Nel giro di un paio d’anni, il team di scienziati di BlueGreen ha sviluppato, regolamentato e commercializzato la prima linea di prodotti per laghi e oceani. Come funziona? È ancora Harel a riassumerlo. “Interveniamo con tecnologie all’avanguardia per individuare ed eliminare selettivamente le alghe senza danneggiare altre forme di vita o lasciare tracce chimiche nell’acqua”. Con una sorta di applicazione chirurgica si innesca così una reazione biologica a catena, un suicidio collettivo dei cianobatteri. “Abbiamo identificato un pulsante rosso geneticamente codificato, che siamo in grado di premere con il minimo sforzo. Così causiamo il collasso selettivo dell’intera popolazione tossica nell’ambiente acquatico”. In questo modo, le specie autoctone potranno riprendere il controllo della nicchia ecologica, ricreandone la biodiversità. “E questo permetterà agli ecosistemi di rimanere sani per un periodo di tempo prolungato”, chiarisce il Ceo.
La tecnologia ‘Lake Guard View’, inoltre, permette a BlueGreen di monitorare la qualità dell’acqua e del livello di fioritura delle alghe. Come? Grazie a un sistema di AI in grado di produrre analisi accurate da remoto, basandosi su immagini satellitari o di droni. E poi c’è la questione delle emissioni di CO2. “Quando parliamo di cambiamento climatico dobbiamo considerare due grandi problemi, quello dei gas serra e quello della biodiversità: i cianobatteri rappresentano il loro punto d’incontro”.

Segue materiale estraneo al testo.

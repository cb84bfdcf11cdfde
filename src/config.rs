use config::{Config, ConfigError, Environment, File};
use serde::Deserialize;
use std::env;
use std::path::Path;
use thiserror::Error;
use tracing::{error, info};
use validator::{Validate, ValidationError, ValidationErrors};

/// Default values for configuration
const DEFAULT_LOG_LEVEL: &str = "info";
const DEFAULT_ENV: &str = "development";
const DEFAULT_PORT: u16 = 8080;
const CONFIG_DIR: &str = "config";

/// Application configuration structure with validation
#[derive(Clone, Debug, Deserialize, Validate)]
#[serde(deny_unknown_fields)]
pub struct AppConfig {
    /// Database connection URL
    pub database_url: String,

    /// Server host address
    pub host: String,

    /// Server port
    #[serde(default = "default_port")]
    pub port: u16,

    /// Application environment
    pub environment: String,

    /// Logging level
    #[serde(default = "default_log_level")]
    #[validate(custom = "validate_log_level")]
    pub log_level: String,

    /// Log in JSON format (structured logging)
    #[serde(default)]
    pub log_json: bool,

    /// Whether to run database migrations on startup
    #[serde(default)]
    pub auto_migrate: bool,

    /// CORS: comma-separated list of allowed origins (production)
    #[serde(default)]
    pub cors_allowed_origins: Option<String>,

    /// Allow permissive CORS fallback outside development
    #[serde(default)]
    pub cors_allow_any_origin: bool,

    /// DB pool: max connections
    #[serde(default = "default_db_max_connections")]
    pub db_max_connections: u32,

    /// DB pool: min connections
    #[serde(default = "default_db_min_connections")]
    pub db_min_connections: u32,

    /// DB timeouts (seconds)
    #[serde(default = "default_db_connect_timeout_secs")]
    pub db_connect_timeout_secs: u64,
    #[serde(default = "default_db_idle_timeout_secs")]
    pub db_idle_timeout_secs: u64,
    #[serde(default = "default_db_acquire_timeout_secs")]
    pub db_acquire_timeout_secs: u64,

    /// Request timeout for HTTP handlers (seconds)
    #[serde(default = "default_request_timeout_secs")]
    pub request_timeout_secs: u64,

    /// Event channel capacity for async event processing
    #[serde(default = "default_event_channel_capacity")]
    #[validate(custom = "validate_event_channel_capacity")]
    pub event_channel_capacity: usize,

    /// Default page size for paginated API responses
    #[serde(default = "default_api_page_size")]
    pub api_default_page_size: u64,

    /// Maximum page size allowed for paginated API responses
    #[serde(default = "default_api_max_page_size")]
    pub api_max_page_size: u64,
}

impl AppConfig {
    /// Gets database URL reference
    pub fn database_url(&self) -> &str {
        &self.database_url
    }

    /// Checks if running in production environment
    pub fn is_production(&self) -> bool {
        self.environment.eq_ignore_ascii_case("production")
    }

    /// Checks if running in development environment
    pub fn is_development(&self) -> bool {
        self.environment.eq_ignore_ascii_case("development")
    }

    /// Returns true if explicit CORS origins are configured
    pub fn has_cors_allowed_origins(&self) -> bool {
        self.cors_allowed_origins
            .as_ref()
            .map(|raw| raw.split(',').any(|origin| !origin.trim().is_empty()))
            .unwrap_or(false)
    }

    /// Whether we should fall back to permissive CORS
    pub fn should_allow_permissive_cors(&self) -> bool {
        self.is_development() || self.cors_allow_any_origin
    }

    /// Gets log level reference
    pub fn log_level(&self) -> &str {
        &self.log_level
    }

    fn validate_additional_constraints(&self) -> Result<(), ValidationErrors> {
        let mut errors = ValidationErrors::new();

        if !self.should_allow_permissive_cors() && !self.has_cors_allowed_origins() {
            let mut err = ValidationError::new("cors_allowed_origins_required");
            err.message = Some(
                "Set APP__CORS_ALLOWED_ORIGINS for non-development environments or explicitly opt-in via APP__CORS_ALLOW_ANY_ORIGIN=true".into(),
            );
            errors.add("cors_allowed_origins", err);
        }

        if self.api_default_page_size == 0 || self.api_default_page_size > self.api_max_page_size {
            let mut err = ValidationError::new("api_default_page_size");
            err.message =
                Some("api_default_page_size must be between 1 and api_max_page_size".into());
            errors.add("api_default_page_size", err);
        }

        if errors.errors().is_empty() {
            Ok(())
        } else {
            Err(errors)
        }
    }
}

/// Configuration loading errors
#[derive(Debug, Error)]
pub enum AppConfigError {
    #[error("Configuration loading failed: {0}")]
    Load(#[from] ConfigError),

    #[error("Configuration validation failed: {0}")]
    Validation(#[from] validator::ValidationErrors),

    #[error("IO error: {0}")]
    Io(#[from] std::io::Error),
}

/// Default value functions
fn default_log_level() -> String {
    DEFAULT_LOG_LEVEL.to_string()
}

fn default_port() -> u16 {
    DEFAULT_PORT
}

fn default_db_max_connections() -> u32 {
    16
}
fn default_db_min_connections() -> u32 {
    2
}
fn default_db_connect_timeout_secs() -> u64 {
    30
}
fn default_db_idle_timeout_secs() -> u64 {
    600
}
fn default_db_acquire_timeout_secs() -> u64 {
    8
}

fn default_request_timeout_secs() -> u64 {
    30
}

fn default_event_channel_capacity() -> usize {
    1024
}

fn default_api_page_size() -> u64 {
    20
}

fn default_api_max_page_size() -> u64 {
    100
}

/// Validates log level values
fn validate_log_level(level: &str) -> Result<(), ValidationError> {
    let valid_levels = ["trace", "debug", "info", "warn", "error"];
    if valid_levels.contains(&level.to_lowercase().as_str()) {
        Ok(())
    } else {
        let mut err = ValidationError::new("log_level");
        err.message = Some("Must be one of: trace, debug, info, warn, error".into());
        Err(err)
    }
}

fn validate_event_channel_capacity(capacity: usize) -> Result<(), ValidationError> {
    if capacity == 0 {
        let mut err = ValidationError::new("event_channel_capacity");
        err.message = Some("event_channel_capacity must be greater than 0".into());
        return Err(err);
    }
    Ok(())
}

/// Initializes tracing using the provided log level as the default filter
pub fn init_tracing(level: &str, json: bool) {
    use tracing_subscriber::fmt;

    let default_directive = format!("foodcost_api={},tower_http=debug", level);
    let filter_directive = env::var("RUST_LOG")
        .ok()
        .filter(|s| !s.trim().is_empty())
        .unwrap_or(default_directive);

    if json {
        let _ = fmt().with_env_filter(filter_directive).json().try_init();
    } else {
        let _ = fmt().with_env_filter(filter_directive).try_init();
    }
}

/// Loads application configuration
///
/// Layers configuration sources in this order:
/// 1. Default config (config/default.toml)
/// 2. Environment-specific config (config/{env}.toml)
/// 3. Docker config (config/docker.toml) if DOCKER env var is set
/// 4. Environment variables (APP__*)
pub fn load_config() -> Result<AppConfig, AppConfigError> {
    // Support both RUN_ENV and APP_ENV for selecting config profile
    let run_env = env::var("RUN_ENV")
        .or_else(|_| env::var("APP_ENV"))
        .unwrap_or_else(|_| DEFAULT_ENV.to_string());
    info!("Loading configuration for environment: {}", run_env);

    if !Path::new(CONFIG_DIR).exists() {
        info!(
            "Config directory '{}' not found; relying on built-in defaults and environment variables",
            CONFIG_DIR
        );
    }

    let mut builder = Config::builder()
        .set_default("database_url", "sqlite://foodcost.db?mode=rwc")?
        .set_default("host", "0.0.0.0")?
        .set_default("port", 8080)?
        .set_default("environment", DEFAULT_ENV)?
        .set_default("log_level", DEFAULT_LOG_LEVEL)?
        .set_default("log_json", false)?
        .add_source(File::with_name(&format!("{}/default", CONFIG_DIR)).required(false))
        .add_source(File::with_name(&format!("{}/{}", CONFIG_DIR, run_env)).required(false));

    if env::var("DOCKER").is_ok() {
        info!("Docker environment detected");
        builder =
            builder.add_source(File::with_name(&format!("{}/docker", CONFIG_DIR)).required(false));
    }

    let config = builder
        .add_source(Environment::with_prefix("APP").separator("__"))
        .build()?;

    let app_config: AppConfig = config.try_deserialize()?;

    app_config.validate().map_err(|e| {
        error!("Configuration validation failed: {:?}", e);
        AppConfigError::Validation(e)
    })?;

    app_config.validate_additional_constraints().map_err(|e| {
        error!("Configuration validation failed: {:?}", e);
        AppConfigError::Validation(e)
    })?;

    info!("Configuration loaded successfully");
    Ok(app_config)
}

#[cfg(test)]
mod cors_validation_tests {
    use super::*;

    fn base_config() -> AppConfig {
        AppConfig {
            database_url: "sqlite://foodcost.db?mode=memory".into(),
            host: "127.0.0.1".into(),
            port: 8080,
            environment: "production".into(),
            log_level: default_log_level(),
            log_json: false,
            auto_migrate: false,
            cors_allowed_origins: None,
            cors_allow_any_origin: false,
            db_max_connections: default_db_max_connections(),
            db_min_connections: default_db_min_connections(),
            db_connect_timeout_secs: default_db_connect_timeout_secs(),
            db_idle_timeout_secs: default_db_idle_timeout_secs(),
            db_acquire_timeout_secs: default_db_acquire_timeout_secs(),
            request_timeout_secs: default_request_timeout_secs(),
            event_channel_capacity: default_event_channel_capacity(),
            api_default_page_size: default_api_page_size(),
            api_max_page_size: default_api_max_page_size(),
        }
    }

    #[test]
    fn non_dev_requires_cors_origins() {
        let cfg = base_config();
        assert!(cfg.validate_additional_constraints().is_err());
    }

    #[test]
    fn non_dev_allows_override_flag() {
        let mut cfg = base_config();
        cfg.cors_allow_any_origin = true;
        assert!(cfg.validate_additional_constraints().is_ok());
    }

    #[test]
    fn non_dev_with_origins_passes() {
        let mut cfg = base_config();
        cfg.cors_allowed_origins = Some("https://example.com".into());
        assert!(cfg.validate_additional_constraints().is_ok());
    }

    #[test]
    fn development_allows_permissive_by_default() {
        let mut cfg = base_config();
        cfg.environment = "development".into();
        assert!(cfg.validate_additional_constraints().is_ok());
    }

    #[test]
    fn default_page_size_must_not_exceed_max() {
        let mut cfg = base_config();
        cfg.cors_allow_any_origin = true;
        cfg.api_default_page_size = 500;
        assert!(cfg.validate_additional_constraints().is_err());
    }
}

Ma in che modo il fenomeno delle alghe verdi-azzurre si collega ai gas serra? “La maggior parte della CO2 che rilasciamo nell’atmosfera non vi rimane, ma finisce in acqua. Qui funge da fertilizzante per la fioritura delle alghe che fanno la fotosintesi. Questo è il motivo per cui spesso sentiamo dire, e non è affatto positivo, che gli oceani stanno diventando più verdi”. Ciò che resta dei cianobatteri dopo l’intervento di BlueGreen affonda gradualmente.
I sedimenti accumulatisi rimarranno quindi sul fondale, trasformandosi, dopo milioni di anni, in petrolio o gas naturale: più cianobatteri muoiono, più carbonio rimane intrappolato. “Quando trattiamo l’acqua, ci appoggiamo ai processi naturali per prendere il genio e rimetterlo nella lampada”, chiosa Harel. Agendo sui cianobatteri quindi, BlueGreen opera anche sulla presenza di CO2 nell’atmosfera. “La cosa importante per noi è che ora, grazie ai crediti di carbonio, possiamo finanziare le attività di pulizia delle acque”. Attualmente BlueGreen è attiva in Israele, negli Stati Uniti, in Cina, ma anche in Sudafrica e in Ecuador. “Possiamo arrivare, e stiamo per farlo – annuncia Harel – anche nelle comunità poco servite dei Paesi in via di sviluppo e offrire loro la possibilità di rendere l’acqua sicura”. Il Sud globale avrebbe così l’opportunità di affrontare un problema e di guadagnarci. “I risultati ottenuti con i crediti di carbonio ci permettono di fornire gratuitamente il risanamento delle acque alle comunità che non possono permettersi i trattamenti. Così creiamo supercrediti su cui le aziende e i Governi socialmente consapevoli possono fare affidamento”.